Soyuz 5: almost another space disaster
The Soviet Union launches a three-man crew aboard Soyuz 5, which docks in orbit with the already-launched Soyuz 4 – the first two crewed spacecraft to accomplish this feat. The Soyuz 5 crew consists of cosmonauts Boris Volynov, Alexei Yeliseyev and Yevgeny Khrunov, but only Volynov makes the return journey aboard Soyuz 5, as his crewmates board Soyuz 4 via spacewalk. It’s probably just as well for them: after three days in orbit, Soyuz 5 begins its descent to Earth, but the failure of explosive bolts meant to separate the re-entry capsule from the rest of the vehicle fail. To maintain some semblence of a survivable aerodynamic profile, Volynov flies Soyuz 5 in nose-first – one of the riskiest re-entries in the history of human spaceflight, since the nose of the capsule is not covered by any heat shielding. The vehicle separates just before the stress of re-entry would have destroyed it, but then its parachutes fail to completely deploy, resulting in a punishingly jarring but non-fatal landing, hard enough to break Volynov’s teeth.

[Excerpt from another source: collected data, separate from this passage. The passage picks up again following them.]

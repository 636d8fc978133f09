//! Deterministic identifiers and secrets for tests.

use common::secret::SecretBox;
use common::types::{ConversationId, ParticipantId};
use convo_controller::middleware::MediaEventAuth;
use convo_controller::tokens::TokenIssuer;

/// 32-byte master secret used by test token issuers.
pub const TEST_TOKEN_SECRET: [u8; 32] = [0x5a; 32];

/// 32-byte secret the test media server signs its reports with.
pub const TEST_MEDIA_EVENT_SECRET: [u8; 32] = [0x6b; 32];

/// Build a conversation id from a readable name.
pub fn conversation(name: &str) -> ConversationId {
    ConversationId::from_bytes(name.as_bytes().to_vec()).expect("valid test conversation id")
}

/// Build a participant id from a readable name.
pub fn participant(name: &str) -> ParticipantId {
    ParticipantId::from_bytes(name.as_bytes().to_vec()).expect("valid test participant id")
}

/// `n` distinct participants named `p0`, `p1`, ...
pub fn participants(n: usize) -> Vec<ParticipantId> {
    (0..n).map(|i| participant(&format!("p{i}"))).collect()
}

/// Token issuer keyed with [`TEST_TOKEN_SECRET`].
pub fn test_token_issuer() -> TokenIssuer {
    TokenIssuer::new(SecretBox::new(Box::new(TEST_TOKEN_SECRET.to_vec())))
        .expect("test secret is long enough")
}

/// Media event verifier keyed with [`TEST_MEDIA_EVENT_SECRET`].
pub fn test_media_event_auth() -> MediaEventAuth {
    MediaEventAuth::new(&SecretBox::new(Box::new(TEST_MEDIA_EVENT_SECRET.to_vec())))
        .expect("test secret is long enough")
}
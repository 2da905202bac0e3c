//! Time source used by the poller

use std::cell::Cell;
use std::rc::Rc;
use std::time::{Duration, Instant};

/// Source of "now" plus a blocking sleep
pub trait Clock {
    fn now(&self) -> Instant;
    fn sleep(&self, duration: Duration);
}

/// Wall clock; sleeps block the calling thread
#[derive(Debug, Clone, Copy, Default)]
pub struct SystemClock;

impl Clock for SystemClock {
    fn now(&self) -> Instant {
        Instant::now()
    }

    fn sleep(&self, duration: Duration) {
        std::thread::sleep(duration);
    }
}

/// Manually driven clock for deterministic tests.
///
/// `sleep` advances the clock instead of blocking. Clones share state, so a
/// test can keep one handle while the poller owns another.
#[derive(Debug, Clone)]
pub struct ManualClock {
    origin: Instant,
    offset: Rc<Cell<Duration>>,
    sleeps: Rc<Cell<usize>>,
}

impl ManualClock {
    pub fn new() -> Self {
        Self {
            origin: Instant::now(),
            offset: Rc::new(Cell::new(Duration::ZERO)),
            sleeps: Rc::new(Cell::new(0)),
        }
    }

    /// Move time forward without counting a sleep, e.g. to model predicate latency
    pub fn advance(&self, duration: Duration) {
        self.offset.set(self.offset.get() + duration);
    }

    /// Time elapsed since the clock was created
    pub fn elapsed(&self) -> Duration {
        self.offset.get()
    }

    /// Number of `sleep` calls so far
    pub fn sleeps(&self) -> usize {
        self.sleeps.get()
    }
}

impl Default for ManualClock {
    fn default() -> Self {
        Self::new()
    }
}

impl Clock for ManualClock {
    fn now(&self) -> Instant {
        self.origin + self.offset.get()
    }

    fn sleep(&self, duration: Duration) {
        self.sleeps.set(self.sleeps.get() + 1);
        self.advance(duration);
    }
}

#[cfg(test)]
mod tests {
    use super::*;

    #[test]
    fn test_manual_clock_sleep_advances_and_counts() {
        let clock = ManualClock::new();
        let handle = clock.clone();
        let start = clock.now();

        clock.sleep(Duration::from_millis(500));
        handle.advance(Duration::from_millis(3));

        assert_eq!(handle.sleeps(), 1);
        assert_eq!(clock.now() - start, Duration::from_millis(503));
        assert_eq!(handle.elapsed(), Duration::from_millis(503));
    }

    #[test]
    fn test_system_clock_sleeps() {
        let clock = SystemClock;
        let start = clock.now();
        clock.sleep(Duration::from_millis(20));
        assert!(start.elapsed() >= Duration::from_millis(20));
    }
}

Similar malfunctions will plague a pair of Soyuz vehicles returning from the International Space Station in 2007. Soyuz 5 is the final crewed Soviet flight prior to the moon landing.
Soyuz 4: first manned space docking
With only cosmonaut Vladimir Shatalov aboard, the Soviet Union launches Soyuz 4 into Earth orbit. Another manned vehicle, Soyuz 5, is launched the next day, and the two vehicles dock in orbit, the first docking of two manned spacecraft. Alexei Yeliseyev and Yevgeny Khrunov perform a spacewalk to leave Soyuz 5 and board Soyuz 4 for the return home (though the two capsules have primitive docking hardware, they do not have a docking tunnel or airlocks). Soyuz 4 makes a safe landing after two days in orbit – which is more than can be said for its sister ship.
Soyuz 3
The Soviet Union resumes its manned space program with the launch of cosmonaut Georgy Beregovoy aboard the redesigned Soyuz 3 vehicle. The unmanned Soyuz 2 is launched the day before to serve as a docking target for Soyuz 3, but while the two vehicles pass close to each other, no docking is achieved. Beregovoy successfully returns to Earth – the first Soyuz cosmonaut to do so – after four days in orbit.
Soyuz 1: cosmonaut down
After a day in space aboard a spacecraft crawling with technical glitches, cosmonaut Vladimir Komarov orients the Soyuz 1 capsule for return to Earth. Though the vehicle survives reentry through Earth’s atmosphere, the main parachute fails to open, and the first Soyuz capsule returns to Earth at a speed of well over 100 miles per hour, killing Komarov instantly. The Soviet Union’s space program is stalled – much like the American Apollo program, postponed after the fatal Apollo 1 fire – well into 1968 as a result of the need to redesign Soyuz from the inside out.
Soyuz 1
The first flight of the Soviet Union’s new manned space vehicle, Soyuz 1, lifts off from the Baikonur Cosmodrome. Though designed to accomodate a crew of three – and intended to be the answer to NASA’s Apollo command/service module in the ongoing race to reach the moon – the first Soyuz is flown by test pilot (and close friend of Yuri Gagarin) Vladimir Komarov. Though early plans for the mission involve a rendezvous and docking with a second Soyuz, only one vehicle is available for the mission, and it suffers a series of technical problems. Though aware of the faults in the Soyuz design, engineers have been pressured to put a manned Soyuz in orbit for political reasons.